--- Data records ---
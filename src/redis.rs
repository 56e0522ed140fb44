use crate::error::StoreError;
use redis::aio::MultiplexedConnection;
use redis::Client;
use std::future::Future;
use std::time::Duration;
use tokio::sync::OnceCell;
use tokio::time;

const KEY_PREFIX: &str = "coingate:ratelimit";

/// Fixed-window counter kept in Redis.
///
/// The connection is opened lazily by the first increment and then reused;
/// every round-trip is bounded by `timeout`.
pub struct RedisCounter {
    client: Client,
    connection: OnceCell<MultiplexedConnection>,
    timeout: Duration,
}

impl RedisCounter {
    pub fn new(redis_url: &str, timeout: Duration) -> Result<Self, StoreError> {
        let client =
            Client::open(redis_url).map_err(|e| StoreError::InvalidUrl(e.to_string()))?;

        Ok(Self {
            client,
            connection: OnceCell::new(),
            timeout,
        })
    }

    async fn connection(&self) -> Result<MultiplexedConnection, StoreError> {
        let conn = self
            .connection
            .get_or_try_init(|| async {
                self.bounded(self.client.get_multiplexed_async_connection())
                    .await?
                    .map_err(|e| StoreError::Connect(e.to_string()))
            })
            .await?;
        Ok(conn.clone())
    }

    /// `INCR` plus `PEXPIRE ... LT` in one `MULTI`/`EXEC`, so a counter never
    /// exists without an expiry and the expiry is only set once per window.
    pub async fn increment(&self, identity: &str, window: Duration) -> Result<u64, StoreError> {
        let mut conn = self.connection().await?;
        let key = format!("{}:{}", KEY_PREFIX, identity);

        let mut pipe = redis::pipe();
        pipe.atomic()
            .incr(&key, 1u64)
            .cmd("PEXPIRE")
            .arg(&key)
            .arg(window.as_millis() as u64)
            .arg("LT")
            .ignore();

        let (count,): (u64,) = self.bounded(pipe.query_async(&mut conn)).await??;
        Ok(count)
    }

    async fn bounded<F, T>(&self, fut: F) -> Result<T, StoreError>
    where
        F: Future<Output = T>,
    {
        time::timeout(self.timeout, fut)
            .await
            .map_err(|_| StoreError::Timeout(self.timeout))
    }
}
use axum::http::{header, HeaderValue, StatusCode};
use axum::response::{IntoResponse, Response};
use axum::Json;
use serde::Serialize;
use thiserror::Error;

/// Rejected startup configuration.
#[derive(Debug, Clone, PartialEq, Eq, Error)]
#[error("invalid configuration: {0}")]
pub struct ConfigError(pub String);

/// Failures of the distributed counter store. These never reach a caller;
/// the counter store demotes itself to the in-process backend instead.
#[derive(Debug, Error)]
pub enum StoreError {
    #[error("invalid Redis URL: {0}")]
    InvalidUrl(String),
    #[error("failed to connect to Redis: {0}")]
    Connect(String),
    #[error("Redis command failed: {0}")]
    Command(String),
    #[error("Redis operation timed out after {0:?}")]
    Timeout(std::time::Duration),
}

impl From<redis::RedisError> for StoreError {
    fn from(err: redis::RedisError) -> Self {
        StoreError::Command(err.to_string())
    }
}

/// Raw outcome of a failed upstream call.
#[derive(Debug, Error)]
pub enum UpstreamError {
    #[error("upstream responded with status {0}")]
    Status(u16),
    #[error("upstream transport error: {0}")]
    Transport(String),
    #[error("upstream response could not be decoded: {0}")]
    Decode(String),
}

impl From<reqwest::Error> for UpstreamError {
    fn from(err: reqwest::Error) -> Self {
        if err.is_decode() {
            UpstreamError::Decode(err.to_string())
        } else if let Some(status) = err.status() {
            UpstreamError::Status(status.as_u16())
        } else {
            UpstreamError::Transport(err.to_string())
        }
    }
}

/// Upstream failure translated into something a dashboard user can act on.
#[derive(Debug, Clone, PartialEq, Eq, Error)]
pub enum FetchError {
    #[error("The market data provider is rate limiting requests. Please try again in a minute.")]
    RateLimited,
    #[error("The market data provider is currently unavailable. Please try again later.")]
    ServerUnavailable,
    #[error("Failed to fetch {operation} for {resource}")]
    Failed {
        operation: &'static str,
        resource: String,
    },
}

impl FetchError {
    pub fn from_upstream(err: &UpstreamError, operation: &'static str, resource: &str) -> Self {
        match err {
            UpstreamError::Status(429) => FetchError::RateLimited,
            UpstreamError::Status(status) if *status >= 500 => FetchError::ServerUnavailable,
            _ => FetchError::Failed {
                operation,
                resource: resource.to_string(),
            },
        }
    }
}

/// Every outcome of the market endpoint that is not a 200.
#[derive(Debug, Error)]
pub enum ApiError {
    #[error("Too many requests, please try again later.")]
    RateLimitExceeded { retry_after_secs: u64 },
    #[error("{0}")]
    InvalidRequest(String),
    #[error(transparent)]
    Upstream(#[from] FetchError),
}

impl ApiError {
    pub fn status(&self) -> StatusCode {
        match self {
            ApiError::RateLimitExceeded { .. } => StatusCode::TOO_MANY_REQUESTS,
            ApiError::InvalidRequest(_) => StatusCode::BAD_REQUEST,
            ApiError::Upstream(_) => StatusCode::INTERNAL_SERVER_ERROR,
        }
    }
}

#[derive(Debug, Serialize)]
pub struct ErrorBody {
    pub error: String,
}

impl IntoResponse for ApiError {
    fn into_response(self) -> Response {
        let status = self.status();
        let body = ErrorBody {
            error: self.to_string(),
        };
        let mut response = (status, Json(body)).into_response();

        if let ApiError::RateLimitExceeded { retry_after_secs } = self {
            response
                .headers_mut()
                .insert(header::RETRY_AFTER, HeaderValue::from(retry_after_secs));
        }

        response
    }
}

pub type ApiResult<T> = std::result::Result<T, ApiError>;

#[cfg(test)]
mod tests {
    use super::*;

    #[test]
    fn test_upstream_translation() {
        assert_eq!(
            FetchError::from_upstream(&UpstreamError::Status(429), "coin list", "usd"),
            FetchError::RateLimited
        );
        assert_eq!(
            FetchError::from_upstream(&UpstreamError::Status(503), "coin list", "usd"),
            FetchError::ServerUnavailable
        );
        assert_eq!(
            FetchError::from_upstream(&UpstreamError::Status(404), "market chart", "nope"),
            FetchError::Failed {
                operation: "market chart",
                resource: "nope".to_string()
            }
        );
        assert_eq!(
            FetchError::from_upstream(
                &UpstreamError::Transport("connection reset".into()),
                "coin list",
                "usd"
            )
            .to_string(),
            "Failed to fetch coin list for usd"
        );
    }

    #[test]
    fn test_status_mapping() {
        assert_eq!(
            ApiError::RateLimitExceeded { retry_after_secs: 60 }.status(),
            StatusCode::TOO_MANY_REQUESTS
        );
        assert_eq!(
            ApiError::InvalidRequest("bad".into()).status(),
            StatusCode::BAD_REQUEST
        );
        assert_eq!(
            ApiError::Upstream(FetchError::ServerUnavailable).status(),
            StatusCode::INTERNAL_SERVER_ERROR
        );
    }

    #[test]
    fn test_rate_limit_response_has_retry_after() {
        let response = ApiError::RateLimitExceeded { retry_after_secs: 60 }.into_response();
        assert_eq!(response.status(), StatusCode::TOO_MANY_REQUESTS);
        assert_eq!(response.headers().get(header::RETRY_AFTER).unwrap(), "60");
    }
}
---
Work task:
Copy out each line of the data that has the word "IntoResponse" in it.

Exercise solution:
use axum::response::{IntoResponse, Response};
impl IntoResponse for ApiError {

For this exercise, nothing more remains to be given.